In sostanza, la Corte d’appello, secondo la Cassazione, ha errato nel ritenere che le imputate fossero tenute ad effettuare la comunicazione del decesso della congiunta all’INPS poiché “l'unico incombente informativo posto a carico dei congiunti (o della persona convivente) del defunto consiste nella comunicazione dell'evento, entro ventiquattro ore, all'Ufficio Anagrafe del Comune, come previsto dall'art. 72 del D.P.R. 3 novembre 2000, n. 396, dovendo a ciò conseguire da parte degli enti a ciò preposti (Comune e, sulla base del Casellario delle pensioni, INPS) l'eventuale ulteriore comunicazione agli altri enti che risultassero erogatori di trattamenti pensionistici in favore del defunto. la relativa comunicazione”.

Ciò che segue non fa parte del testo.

/// Total light intensity reaching `point`.
///
/// Sums ambient, diffuse and (when `specular >= 0`) specular terms. The
/// result is not clamped and can exceed 1.0 under overlapping lights.
/// `self_index` is the sphere being shaded; it never shadows itself.
pub fn compute_lighting(
    point: &Vec3,
    normal: &Vec3,
    view: &Vec3,
    lights: &[Light],
    spheres: &[Sphere],
    specular: i32,
    self_index: Option<usize>,
) -> f32 {
    let mut intensity = 0.0;
    let normal_length = normal.norm();
    let view_length = view.norm();

    for light in lights {
        let Some((l, t_max)) = light.incidence(point) else {
            intensity += light.intensity();
            continue;
        };

        let shadow_ray = Ray::new(*point, l);
        if is_occluded(&shadow_ray, spheres, t_max, self_index) {
            continue;
        }

        // Diffuse
        let n_dot_l = normal.dot(&l);
        if n_dot_l > 0.0 {
            intensity += light.intensity() * n_dot_l / (normal_length * l.norm());
        }

        // Specular
        if specular >= 0 {
            let r = reflect(&l, normal);
            let r_dot_v = r.dot(view);
            if r_dot_v > 0.0 {
                intensity += light.intensity() * (r_dot_v / (r.norm() * view_length)).powi(specular);
            }
        }
    }

    intensity
}

/// Color seen along `ray`, counting only hits inside `(t_min, t_max)`.
///
/// `depth` is the number of mirror bounces still allowed. `exclude` is the
/// sphere the ray leaves from, if any. The result is not clamped.
pub fn trace_ray(
    scene: &Scene,
    ray: &Ray,
    t_min: f32,
    t_max: f32,
    depth: u32,
    exclude: Option<usize>,
) -> Color {
    let Some((index, t)) = closest_intersection(ray, &scene.spheres, t_min, t_max, exclude) else {
        return scene.background;
    };
    let sphere = &scene.spheres[index];

    let point = ray.at(t);
    let normal = (point - sphere.center).normalize();
    let view = -ray.direction;

    let lighting = compute_lighting(
        &point,
        &normal,
        &view,
        &scene.lights,
        &scene.spheres,
        sphere.specular,
        Some(index),
    );
    let local_color = sphere.color.scale(lighting);

    if sphere.reflective <= 0.0 || depth == 0 {
        return local_color;
    }

    let reflected_ray = Ray::new(point, reflect(&view, &normal));
    let reflected_color = trace_ray(
        scene,
        &reflected_ray,
        EPSILON,
        f32::INFINITY,
        depth - 1,
        Some(index),
    );

    local_color.scale(1.0 - sphere.reflective) + reflected_color.scale(sphere.reflective)
}

/// Frame size, bounce budget and worker count for a render pass
#[derive(Debug, Clone, Copy, PartialEq, Eq)]
pub struct RenderSettings {
    pub width: u32,
    pub height: u32,
    pub recursion_depth: u32,
    pub workers: usize,
}

impl Default for RenderSettings {
    fn default() -> Self {
        Self {
            width: 600,
            height: 600,
            recursion_depth: DEFAULT_RECURSION_DEPTH,
            workers: default_workers(),
        }
    }
}

/// Platform concurrency hint, falling back to a single worker
pub fn default_workers() -> usize {
    std::thread::available_parallelism()
        .map(|n| n.get())
        .unwrap_or(1)
}

#[derive(Debug, thiserror::Error)]
pub enum RenderError {
    #[error("worker count must be at least 1")]
    NoWorkers,

    #[error("canvas must be at least 1x1, got {0}x{1}")]
    EmptyCanvas(u32, u32),

    #[error("failed to start worker pool: {0}")]
    Pool(#[from] rayon::ThreadPoolBuildError),
}

/// The parallel frame driver
pub struct Renderer {
    settings: RenderSettings,
    pool: ThreadPool,
}
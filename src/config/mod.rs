mod loader;

use serde::{Deserialize, Serialize};
use std::path::Path;

use crate::math::Vec3;
use crate::renderer::{default_workers, RenderSettings};
use crate::scene::{Scene, SceneError};
use crate::DEFAULT_RECURSION_DEPTH;

pub use loader::load_config;

/// Main application configuration
#[derive(Debug, Clone, Default, PartialEq, Deserialize, Serialize)]
pub struct AppConfig {
    #[serde(default)]
    pub render: RenderConfig,
    #[serde(default)]
    pub scene: Scene,
    #[serde(default)]
    pub animation: AnimationConfig,
}

/// Canvas size, bounce budget and parallelism
#[derive(Debug, Clone, PartialEq, Deserialize, Serialize)]
pub struct RenderConfig {
    #[serde(default = "default_canvas_size")]
    pub width: u32,
    #[serde(default = "default_canvas_size")]
    pub height: u32,
    #[serde(default = "default_recursion_depth")]
    pub recursion_depth: u32,
    /// Worker thread count; defaults to the platform concurrency hint
    #[serde(default)]
    pub workers: Option<usize>,
}

fn default_canvas_size() -> u32 {
    600
}

fn default_recursion_depth() -> u32 {
    DEFAULT_RECURSION_DEPTH
}

impl Default for RenderConfig {
    fn default() -> Self {
        Self {
            width: default_canvas_size(),
            height: default_canvas_size(),
            recursion_depth: default_recursion_depth(),
            workers: None,
        }
    }
}

impl RenderConfig {
    pub fn settings(&self) -> RenderSettings {
        RenderSettings {
            width: self.width,
            height: self.height,
            recursion_depth: self.recursion_depth,
            workers: self.workers.unwrap_or_else(default_workers),
        }
    }
}

/// Camera drift across a sequence of independent frames
#[derive(Debug, Clone, PartialEq, Deserialize, Serialize)]
pub struct AnimationConfig {
    #[serde(default = "default_frames")]
    pub frames: u32,
    /// Camera translation applied every `frame_interval` frames
    #[serde(default = "default_camera_step")]
    pub camera_step: Vec3,
    #[serde(default = "default_frame_interval")]
    pub frame_interval: u32,
    /// Camera position at frame 0; the scene camera's position when unset
    #[serde(default, skip_serializing_if = "Option::is_none")]
    pub camera_start: Option<Vec3>,
}

fn default_frames() -> u32 {
    1
}

fn default_camera_step() -> Vec3 {
    Vec3::new(0.005, 0.001, -0.001)
}

fn default_frame_interval() -> u32 {
    2
}

impl Default for AnimationConfig {
    fn default() -> Self {
        Self {
            frames: default_frames(),
            camera_step: default_camera_step(),
            frame_interval: default_frame_interval(),
            camera_start: None,
        }
    }
}

impl AnimationConfig {
    /// Total camera displacement at `frame`
    pub fn camera_offset(&self, frame: u32) -> Vec3 {
        let steps = frame / self.frame_interval.max(1);
        self.camera_step * steps as f32
    }
}

impl AppConfig {
    /// Load configuration from a YAML file
    pub fn from_file<P: AsRef<Path>>(path: P) -> Result<Self, ConfigError> {
        load_config(path)
    }

    /// Load configuration, falling back to default paths and then to the
    /// built-in scene
    pub fn load_or_default(config_path: Option<&Path>) -> Result<Self, ConfigError> {
        match config_path {
            Some(path) => Self::from_file(path),
            None => {
                let default_paths = ["scene.yaml", "scene.yml", "./config/scene.yaml"];
                for p in default_paths {
                    let path = Path::new(p);
                    if path.exists() {
                        return Self::from_file(path);
                    }
                }
                tracing::debug!("No config file found, using built-in scene");
                Ok(Self::default())
            }
        }
    }

    /// Scene for `frame` of the animation: the configured scene with the
    /// camera moved by the accumulated drift
    pub fn frame_scene(&self, frame: u32) -> Scene {
        let mut scene = self.scene.clone();
        if let Some(start) = self.animation.camera_start {
            scene.camera.position = start;
        }
        scene.camera.translate(self.animation.camera_offset(frame));
        scene
    }

    pub fn validate(&self) -> Result<(), ConfigError> {
        if self.render.width == 0 || self.render.height == 0 {
            return Err(ConfigError::Validation(
                "render.width and render.height must be positive".into(),
            ));
        }
        if self.render.workers == Some(0) {
            return Err(ConfigError::Validation("render.workers must be at least 1".into()));
        }
        if self.animation.frames == 0 {
            return Err(ConfigError::Validation("animation.frames must be at least 1".into()));
        }
        if self.animation.frame_interval == 0 {
            return Err(ConfigError::Validation(
                "animation.frame_interval must be at least 1".into(),
            ));
        }
        if !self.animation.camera_step.iter().all(|c| c.is_finite()) {
            return Err(ConfigError::Validation(
                "animation.camera_step components must be finite".into(),
            ));
        }
        if let Some(start) = self.animation.camera_start {
            if !start.iter().all(|c| c.is_finite()) {
                return Err(ConfigError::Validation(
                    "animation.camera_start components must be finite".into(),
                ));
            }
        }
        self.scene.validate()?;
        Ok(())
    }
}

#[derive(Debug, thiserror::Error)]
pub enum ConfigError {
    #[error("Configuration file not found: {0}")]
    NotFound(String),

    #[error("Failed to read configuration file: {0}")]
    Io(#[from] std::io::Error),

    #[error("Failed to parse configuration: {0}")]
    Parse(#[from] serde_yaml::Error),

    #[error("Invalid scene: {0}")]
    Scene(#[from] SceneError),

    #[error("Configuration validation error: {0}")]
    Validation(String),
}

Manca, dunque, nel caso di specie, uno degli elementi costitutivi della fattispecie astratta contestata, rappresentato dall'omissione di informazioni dovute che non sono neppure in astratto configurabili nel rapporto tra l'Istituto ed i congiunti della persona che usufruisce del trattamento pensionistico a questo estranei.
L’onere informativo grava viceversa sul Comune di residenza e sull’istituti di credito presso cui è in essere il rapporto di conto corrente del defunto e contro i quali l'INPS può dunque rivalersi.